--- Provided data Enclosed Below ---

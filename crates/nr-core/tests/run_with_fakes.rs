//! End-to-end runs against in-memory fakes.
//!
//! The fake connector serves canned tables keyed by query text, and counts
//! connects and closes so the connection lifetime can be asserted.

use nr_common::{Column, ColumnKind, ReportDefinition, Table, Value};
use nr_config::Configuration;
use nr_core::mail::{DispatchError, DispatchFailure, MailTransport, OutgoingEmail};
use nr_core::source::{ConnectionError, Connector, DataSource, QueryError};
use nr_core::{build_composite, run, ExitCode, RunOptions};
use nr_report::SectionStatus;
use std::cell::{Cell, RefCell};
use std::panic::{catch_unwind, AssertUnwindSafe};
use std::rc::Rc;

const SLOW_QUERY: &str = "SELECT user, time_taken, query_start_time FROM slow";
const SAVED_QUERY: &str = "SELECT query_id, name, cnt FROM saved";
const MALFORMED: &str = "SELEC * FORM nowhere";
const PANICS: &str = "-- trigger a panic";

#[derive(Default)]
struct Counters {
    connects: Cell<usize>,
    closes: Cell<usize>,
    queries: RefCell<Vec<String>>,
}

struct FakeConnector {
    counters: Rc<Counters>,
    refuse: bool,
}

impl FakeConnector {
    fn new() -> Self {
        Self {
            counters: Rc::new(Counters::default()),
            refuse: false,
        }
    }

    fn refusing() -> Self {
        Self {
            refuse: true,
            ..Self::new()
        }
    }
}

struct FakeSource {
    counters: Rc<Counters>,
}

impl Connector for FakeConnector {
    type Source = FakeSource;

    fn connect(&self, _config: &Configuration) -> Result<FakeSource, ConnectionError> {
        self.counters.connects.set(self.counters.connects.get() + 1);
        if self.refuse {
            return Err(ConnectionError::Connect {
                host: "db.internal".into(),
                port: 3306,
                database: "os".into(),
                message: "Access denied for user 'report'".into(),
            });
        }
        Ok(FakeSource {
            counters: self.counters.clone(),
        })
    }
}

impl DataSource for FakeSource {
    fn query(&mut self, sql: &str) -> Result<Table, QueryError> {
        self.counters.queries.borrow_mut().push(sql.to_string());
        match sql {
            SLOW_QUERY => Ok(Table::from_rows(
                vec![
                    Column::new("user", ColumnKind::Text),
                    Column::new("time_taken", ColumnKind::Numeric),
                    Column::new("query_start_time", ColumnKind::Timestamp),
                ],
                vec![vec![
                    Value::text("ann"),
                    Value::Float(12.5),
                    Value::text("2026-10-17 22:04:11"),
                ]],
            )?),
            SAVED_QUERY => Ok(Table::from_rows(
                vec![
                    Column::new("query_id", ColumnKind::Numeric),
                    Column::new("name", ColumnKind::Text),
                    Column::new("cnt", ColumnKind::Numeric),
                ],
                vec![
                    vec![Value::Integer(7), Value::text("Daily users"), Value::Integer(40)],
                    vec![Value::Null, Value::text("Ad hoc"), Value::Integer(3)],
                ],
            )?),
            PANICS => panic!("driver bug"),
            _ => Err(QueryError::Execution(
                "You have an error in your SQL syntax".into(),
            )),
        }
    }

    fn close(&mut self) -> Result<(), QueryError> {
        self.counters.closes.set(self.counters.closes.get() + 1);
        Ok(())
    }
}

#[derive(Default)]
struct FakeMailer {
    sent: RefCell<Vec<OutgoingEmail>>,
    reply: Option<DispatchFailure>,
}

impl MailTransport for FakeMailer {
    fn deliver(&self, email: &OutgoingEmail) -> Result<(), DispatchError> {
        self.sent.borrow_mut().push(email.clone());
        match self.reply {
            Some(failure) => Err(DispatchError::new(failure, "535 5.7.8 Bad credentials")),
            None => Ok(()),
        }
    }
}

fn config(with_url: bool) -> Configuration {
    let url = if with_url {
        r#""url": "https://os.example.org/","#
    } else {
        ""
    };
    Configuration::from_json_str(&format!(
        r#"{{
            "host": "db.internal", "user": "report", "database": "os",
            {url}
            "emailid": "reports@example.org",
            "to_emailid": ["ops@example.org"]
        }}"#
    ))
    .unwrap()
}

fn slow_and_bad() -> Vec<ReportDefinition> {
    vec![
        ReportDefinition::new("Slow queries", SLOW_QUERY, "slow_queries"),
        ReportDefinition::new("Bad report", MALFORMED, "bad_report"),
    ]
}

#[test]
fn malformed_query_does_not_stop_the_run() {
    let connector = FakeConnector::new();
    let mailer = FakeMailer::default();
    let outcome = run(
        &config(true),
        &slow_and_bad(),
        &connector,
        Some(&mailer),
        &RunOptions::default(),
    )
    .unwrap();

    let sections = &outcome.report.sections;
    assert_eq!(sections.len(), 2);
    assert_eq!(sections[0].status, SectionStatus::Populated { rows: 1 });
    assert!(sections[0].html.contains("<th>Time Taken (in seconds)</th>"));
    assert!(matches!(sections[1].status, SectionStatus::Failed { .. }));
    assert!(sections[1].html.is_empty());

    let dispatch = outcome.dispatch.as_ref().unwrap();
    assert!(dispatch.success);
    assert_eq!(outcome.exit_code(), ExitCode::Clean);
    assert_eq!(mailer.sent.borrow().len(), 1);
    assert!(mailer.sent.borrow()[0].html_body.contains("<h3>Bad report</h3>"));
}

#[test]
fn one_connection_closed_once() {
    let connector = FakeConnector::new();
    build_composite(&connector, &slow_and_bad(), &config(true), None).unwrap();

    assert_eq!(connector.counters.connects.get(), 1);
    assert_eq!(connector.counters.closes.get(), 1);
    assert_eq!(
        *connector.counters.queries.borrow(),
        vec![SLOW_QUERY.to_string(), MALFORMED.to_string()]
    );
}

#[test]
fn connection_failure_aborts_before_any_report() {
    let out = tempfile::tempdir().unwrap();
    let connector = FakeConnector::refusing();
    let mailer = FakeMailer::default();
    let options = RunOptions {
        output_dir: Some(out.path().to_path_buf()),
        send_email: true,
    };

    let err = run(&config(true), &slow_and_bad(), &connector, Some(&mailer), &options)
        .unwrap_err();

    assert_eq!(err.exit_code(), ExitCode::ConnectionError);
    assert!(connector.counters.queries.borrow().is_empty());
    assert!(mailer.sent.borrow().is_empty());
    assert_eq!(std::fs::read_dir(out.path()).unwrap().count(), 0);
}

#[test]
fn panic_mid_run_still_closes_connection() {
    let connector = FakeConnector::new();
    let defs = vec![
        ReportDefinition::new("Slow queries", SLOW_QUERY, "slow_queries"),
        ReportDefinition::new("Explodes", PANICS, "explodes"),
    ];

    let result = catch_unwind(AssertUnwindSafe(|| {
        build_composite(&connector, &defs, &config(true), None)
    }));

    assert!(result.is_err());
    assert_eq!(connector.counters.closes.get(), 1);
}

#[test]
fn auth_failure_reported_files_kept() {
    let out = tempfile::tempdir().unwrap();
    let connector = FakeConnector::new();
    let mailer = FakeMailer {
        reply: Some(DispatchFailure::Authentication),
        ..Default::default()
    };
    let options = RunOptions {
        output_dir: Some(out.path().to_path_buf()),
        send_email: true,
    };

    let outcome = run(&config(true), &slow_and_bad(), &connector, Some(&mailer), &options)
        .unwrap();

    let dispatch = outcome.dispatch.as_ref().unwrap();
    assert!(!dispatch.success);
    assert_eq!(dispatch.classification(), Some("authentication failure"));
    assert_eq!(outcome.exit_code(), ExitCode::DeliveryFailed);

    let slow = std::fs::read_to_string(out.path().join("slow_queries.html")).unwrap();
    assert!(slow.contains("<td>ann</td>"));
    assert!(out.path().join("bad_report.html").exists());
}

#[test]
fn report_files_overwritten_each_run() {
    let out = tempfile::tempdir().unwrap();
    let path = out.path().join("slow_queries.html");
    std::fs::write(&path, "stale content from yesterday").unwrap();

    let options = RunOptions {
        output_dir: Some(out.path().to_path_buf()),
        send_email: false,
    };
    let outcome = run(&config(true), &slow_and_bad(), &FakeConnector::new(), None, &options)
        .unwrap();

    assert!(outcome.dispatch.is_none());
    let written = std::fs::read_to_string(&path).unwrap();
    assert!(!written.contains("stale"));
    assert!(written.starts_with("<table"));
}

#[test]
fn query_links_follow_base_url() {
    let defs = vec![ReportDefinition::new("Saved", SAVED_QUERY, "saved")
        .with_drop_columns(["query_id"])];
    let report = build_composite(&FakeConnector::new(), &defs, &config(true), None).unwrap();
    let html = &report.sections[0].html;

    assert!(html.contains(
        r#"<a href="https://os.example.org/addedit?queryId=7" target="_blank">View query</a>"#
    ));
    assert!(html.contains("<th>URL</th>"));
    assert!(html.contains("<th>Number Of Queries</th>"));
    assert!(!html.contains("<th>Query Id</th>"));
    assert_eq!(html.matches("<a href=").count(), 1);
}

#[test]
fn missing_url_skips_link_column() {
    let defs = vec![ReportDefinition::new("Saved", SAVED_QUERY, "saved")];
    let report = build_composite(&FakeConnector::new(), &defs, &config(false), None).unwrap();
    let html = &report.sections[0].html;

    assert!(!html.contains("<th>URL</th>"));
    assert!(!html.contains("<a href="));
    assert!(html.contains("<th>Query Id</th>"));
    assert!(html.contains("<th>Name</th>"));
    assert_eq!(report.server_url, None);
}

--- End of Enclosed Provided data ---

▶ [Task item]: Search the records for the word "ConnectionError". Copy each line where it appears.

▶ [Answer area]:
use nr_core::source::{ConnectionError, Connector, DataSource, QueryError};
    fn connect(&self, _config: &Configuration) -> Result<FakeSource, ConnectionError> {
            return Err(ConnectionError::Connect {
    assert_eq!(err.exit_code(), ExitCode::ConnectionError);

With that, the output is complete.